Lo aquí discutido, por lo tanto, no se plantea contra la posibilidad de trazar cierta historia de la filosofía analítica para subsumirla en cierta filosofía política. Por el contrario, precisamente en función de la aspiración del autor de narrar la historia de la filosofía analítica es que parece necesaria tal consideración. De hecho, Ibarra aborda explícitamente la pregunta por las prácticas filosóficas, indicando que serán pensadas como modos de hacer, para así pensar en cierta inscripción del discurso filosófico en la tradición que forjaría. Tal figura es contrapuesta a las de estilo y escena, pensada por el ya mencionado Oyarzún y otros tantos autores. Mientras que la primera de ellas le parece prescindible por referir a una dimensión estética algo ausente en los autores, la falta de sobriedad de la segunda obliga a prescindir de éste por un criterio que pareciera ser, fundamentalmente, pragmático: "puedo decir que resulta seductor utilizar la imagen de escena para referirse a la práctica de los filósofos chilenos, aunque la academia seguramente no soporte tanta ironía"(50).

El argumento que se sostiene no deja de generar extrañeza. Quizás, podría argumentarse, es necesariamente tal ironía la que permite pensar la filosofía desde la historia concreta de la que suele renegar su institución. Uno de los méritos del libro es el de mostrar que en Chile han existido filósofos porque ha existido filosofía, parafraseando la conocida discusión entre Giannini y Barceló (cf. Friz, C. 2011), en la que tales términos parecían excluyentes para pensar el escaso desarrollo filosófico realizado en el país. El datar la existencia de cierta tradición filosófica en Chile no puede sino cuestionar tanto una imagen eurocéntrica de la institución filosófica, como una consideración del pensador nacional como genio aislado. Y ambos gestos acarrean cierta dimensión irreductiblemente irónica, en la medida en que destronan todo deseo de universalidad y autonomía por parte de lo estudiado.

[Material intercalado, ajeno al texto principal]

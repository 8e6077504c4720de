//! Offset-based backpatch handles into a [`Buffer`].
//!
//! A reservation hands back a reference made of the owning buffer's identity,
//! its generation at reservation time and a byte offset. Nothing here holds a
//! pointer: every access resolves through the buffer passed in, so references
//! survive reallocation. Compacting or clearing the buffer bumps its
//! generation, after which the reference reports [`StreamError::StalePatch`].

use std::marker::PhantomData;

use crate::buffer::{Buffer, BufferId, Scalar};
use crate::error::{StreamError, StreamResult};

/// Handle to a reserved byte region.
#[derive(Debug, Clone, Copy, PartialEq, Eq)]
pub struct RegionRef {
    buffer: BufferId,
    generation: u64,
    offset: usize,
    len: usize,
}

impl RegionRef {
    pub(crate) fn new(buffer: BufferId, generation: u64, offset: usize, len: usize) -> Self {
        Self {
            buffer,
            generation,
            offset,
            len,
        }
    }

    /// Start of the region within the buffer.
    pub fn offset(&self) -> usize {
        self.offset
    }

    /// Size of the region in bytes.
    pub fn len(&self) -> usize {
        self.len
    }

    /// True for a zero-length reservation.
    pub fn is_empty(&self) -> bool {
        self.len == 0
    }

    fn check(&self, buffer: &Buffer, offset: usize, len: usize) -> StreamResult<()> {
        if buffer.id() != self.buffer {
            return Err(StreamError::ForeignPatch);
        }
        if buffer.generation() != self.generation || offset + len > buffer.size() {
            return Err(StreamError::StalePatch { offset, len });
        }
        Ok(())
    }

    /// Writes `data` at the start of the region; the cursor is left untouched.
    pub fn write(&self, buffer: &mut Buffer, data: &[u8]) -> StreamResult<()> {
        self.write_at(buffer, 0, data)
    }

    fn write_at(&self, buffer: &mut Buffer, rel: usize, data: &[u8]) -> StreamResult<()> {
        if rel + data.len() > self.len {
            return Err(StreamError::PatchOverflow {
                len: rel + data.len(),
                reserved: self.len,
            });
        }
        self.check(buffer, self.offset + rel, data.len())?;
        buffer.patch(self.offset + rel, data)
    }

    /// Current contents of the region.
    pub fn read<'b>(&self, buffer: &'b Buffer) -> StreamResult<&'b [u8]> {
        self.check(buffer, self.offset, self.len)?;
        Ok(buffer.peek(self.offset, self.len))
    }
}

/// Handle to a single reserved value.
#[derive(Debug, Clone, Copy, PartialEq, Eq)]
pub struct ValueRef<T: Scalar> {
    region: RegionRef,
    _marker: PhantomData<T>,
}

impl<T: Scalar> ValueRef<T> {
    pub(crate) fn new(region: RegionRef) -> Self {
        Self {
            region,
            _marker: PhantomData,
        }
    }

    /// Byte offset of the value.
    pub fn offset(&self) -> usize {
        self.region.offset()
    }

    /// Fills in the value.
    pub fn write(&self, buffer: &mut Buffer, value: T) -> StreamResult<()> {
        let mut raw = [0u8; 8];
        value.encode(&mut raw[..T::WIDTH]);
        self.region.write(buffer, &raw[..T::WIDTH])
    }

    /// Reads back the value.
    pub fn read(&self, buffer: &Buffer) -> StreamResult<T> {
        self.region.read(buffer).map(T::decode)
    }
}

/// Handle to a reserved array of values.
#[derive(Debug, Clone, Copy, PartialEq, Eq)]
pub struct ArrayRef<T: Scalar> {
    region: RegionRef,
    count: usize,
    _marker: PhantomData<T>,
}

impl<T: Scalar> ArrayRef<T> {
    pub(crate) fn new(region: RegionRef, count: usize) -> Self {
        Self {
            region,
            count,
            _marker: PhantomData,
        }
    }

    /// Byte offset of the first element.
    pub fn offset(&self) -> usize {
        self.region.offset()
    }

    /// Number of reserved elements.
    pub fn count(&self) -> usize {
        self.count
    }

    fn element_offset(&self, index: usize) -> StreamResult<usize> {
        if index >= self.count {
            return Err(StreamError::PatchIndexOutOfRange {
                index,
                count: self.count,
            });
        }
        Ok(index * T::WIDTH)
    }

    /// Fills in element `index`.
    pub fn write(&self, buffer: &mut Buffer, index: usize, value: T) -> StreamResult<()> {
        let rel = self.element_offset(index)?;
        let mut raw = [0u8; 8];
        value.encode(&mut raw[..T::WIDTH]);
        self.region.write_at(buffer, rel, &raw[..T::WIDTH])
    }

    /// Reads back element `index`.
    pub fn read(&self, buffer: &Buffer, index: usize) -> StreamResult<T> {
        let rel = self.element_offset(index)?;
        let bytes = self.region.read(buffer)?;
        Ok(T::decode(&bytes[rel..rel + T::WIDTH]))
    }
}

En tal sentido, el libro no puede sino poseer cierta dimensión irónica, aún cuando ella no sea su intención. El narrar la historia que construye el propio espacio de enunciación no hace sino desnaturalizar la chance de un discurso que aparece, así, situado. La desechada noción de escena, en efecto, bien permite pensar aquello. Y así considerar, por una parte, los modos de hacer dentro de un campo que le precede, desde cierta constitución de sujetos y discursos irreductiblemente plural y desigual. Esto permite imaginar, por ejemplo, que la tradición analítica rastreada no sólo ha debido hilvanar ciertas temáticas, sino también disputar el espacio con respecto a otros modos de hacer filosofía que le fueron contemporáneos. La teatral jerga de la escena también autorizaría, por otra parte, a considerar la recepción de un saber ajeno como condición de posibilidad del discurso propio, y la necesidad de cierta decisión en tal reinterpretación. Pues precisamente cuando no está presente su autor es que el intérprete no puede sino tomar cierta posición en nombre de una fidelidad siempre incierta. Ibarra recuerda esta cuestión al indicar que comprende la recepción como un modo de hacer filosofía (37, las itálicas son nuestras). Pero quizás es necesario radicalizar esta última idea y pensar la imposibilidad, en Latinoamérica, de hacer filosofía sin recepción -e indagar, a partir de tal dimensión, la política cuya presencia extrañamos en el texto.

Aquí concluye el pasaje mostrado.